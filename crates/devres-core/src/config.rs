use anyhow::Result;
use serde::{Deserialize, Serialize};
use std::fs;
use std::path::{Path, PathBuf};

/// What a remote resource does when the live asset server cannot be opened.
#[derive(Debug, Clone, Copy, PartialEq, Eq, Default, Serialize, Deserialize)]
#[serde(rename_all = "kebab-case")]
pub enum FallbackMode {
    /// Hand the request to the bundled resource.
    #[default]
    Delegate,
    /// Treat the resource as missing and write nothing.
    NotFound,
}

/// Global configuration loaded from `~/.config/devres/config.toml`.
#[derive(Debug, Clone, Default, Serialize, Deserialize)]
pub struct DevresConfig {
    /// Live asset server origin. The `EVERIT_DEV_RESOURCE_PROVIDER_URL` environment variable wins over it.
    #[serde(default)]
    pub base_url: Option<String>,
    /// Behavior on open failure: "delegate" (default) or "not-found".
    #[serde(default)]
    pub fallback_mode: Option<FallbackMode>,
    /// Connect timeout in seconds (None = libcurl default).
    #[serde(default)]
    pub connect_timeout_secs: Option<u64>,
}

impl DevresConfig {
    pub fn fallback_mode(&self) -> FallbackMode {
        self.fallback_mode.unwrap_or_default()
    }
}

pub fn config_path() -> Result<PathBuf> {
    let xdg_dirs = xdg::BaseDirectories::with_prefix("devres")?;
    Ok(xdg_dirs.place_config_file("config.toml")?)
}

/// Load configuration from disk, creating a default file if none exists.
pub fn load_or_init() -> Result<DevresConfig> {
    load_or_init_at(&config_path()?)
}

/// Same as [`load_or_init`] against an explicit path.
pub fn load_or_init_at(path: &Path) -> Result<DevresConfig> {
    if !path.exists() {
        let default_cfg = DevresConfig::default();
        let toml = toml::to_string_pretty(&default_cfg)?;
        if let Some(parent) = path.parent() {
            fs::create_dir_all(parent)?;
        }
        fs::write(path, toml)?;
        tracing::info!("created default config at {}", path.display());
        return Ok(default_cfg);
    }

    let data = fs::read_to_string(path)?;
    let cfg: DevresConfig = toml::from_str(&data)?;
    Ok(cfg)
}
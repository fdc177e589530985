//! Logging init: append to a file under the XDG state dir, or stderr when that fails.

use anyhow::Result;
use std::fs;
use std::path::PathBuf;
use std::sync::Arc;
use tracing_subscriber::EnvFilter;

/// Fetcher chatter (open failures, flush errors) at debug; everything else at info.
const DEFAULT_FILTER: &str = "info,devres=debug,devres_core=debug";

fn env_filter() -> EnvFilter {
    EnvFilter::try_from_default_env().unwrap_or_else(|_| EnvFilter::new(DEFAULT_FILTER))
}

fn log_file_path() -> Result<PathBuf> {
    let xdg_dirs = xdg::BaseDirectories::with_prefix("devres")?;
    let log_dir = xdg_dirs.get_state_home();
    fs::create_dir_all(&log_dir)?;
    Ok(log_dir.join("devres.log"))
}

/// Log to `~/.local/state/devres/devres.log`.
/// Returns Err when the file can't be opened so the caller can use [`init_logging_stderr`].
pub fn init_logging() -> Result<()> {
    let path = log_file_path()?;
    let file = fs::OpenOptions::new().create(true).append(true).open(&path)?;

    // `&File` is `Write`, so every event shares the one append handle.
    tracing_subscriber::fmt()
        .with_env_filter(env_filter())
        .with_writer(Arc::new(file))
        .with_ansi(false)
        .try_init()
        .map_err(|e| anyhow::anyhow!("tracing subscriber: {}", e))?;

    tracing::info!("devres logging initialized at {}", path.display());
    Ok(())
}

pub fn init_logging_stderr() {
    let _ = tracing_subscriber::fmt()
        .with_env_filter(env_filter())
        .with_writer(std::io::stderr)
        .with_ansi(false)
        .try_init();
}

#[cfg(test)]
mod tests {
    use super::*;

    #[test]
    fn default_filter_parses() {
        assert!(DEFAULT_FILTER.parse::<EnvFilter>().is_ok());
    }
}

————————

Show every line of the listing that includes the word "FallbackMode".

pub enum FallbackMode {
    pub fallback_mode: Option<FallbackMode>,
    pub fn fallback_mode(&self) -> FallbackMode {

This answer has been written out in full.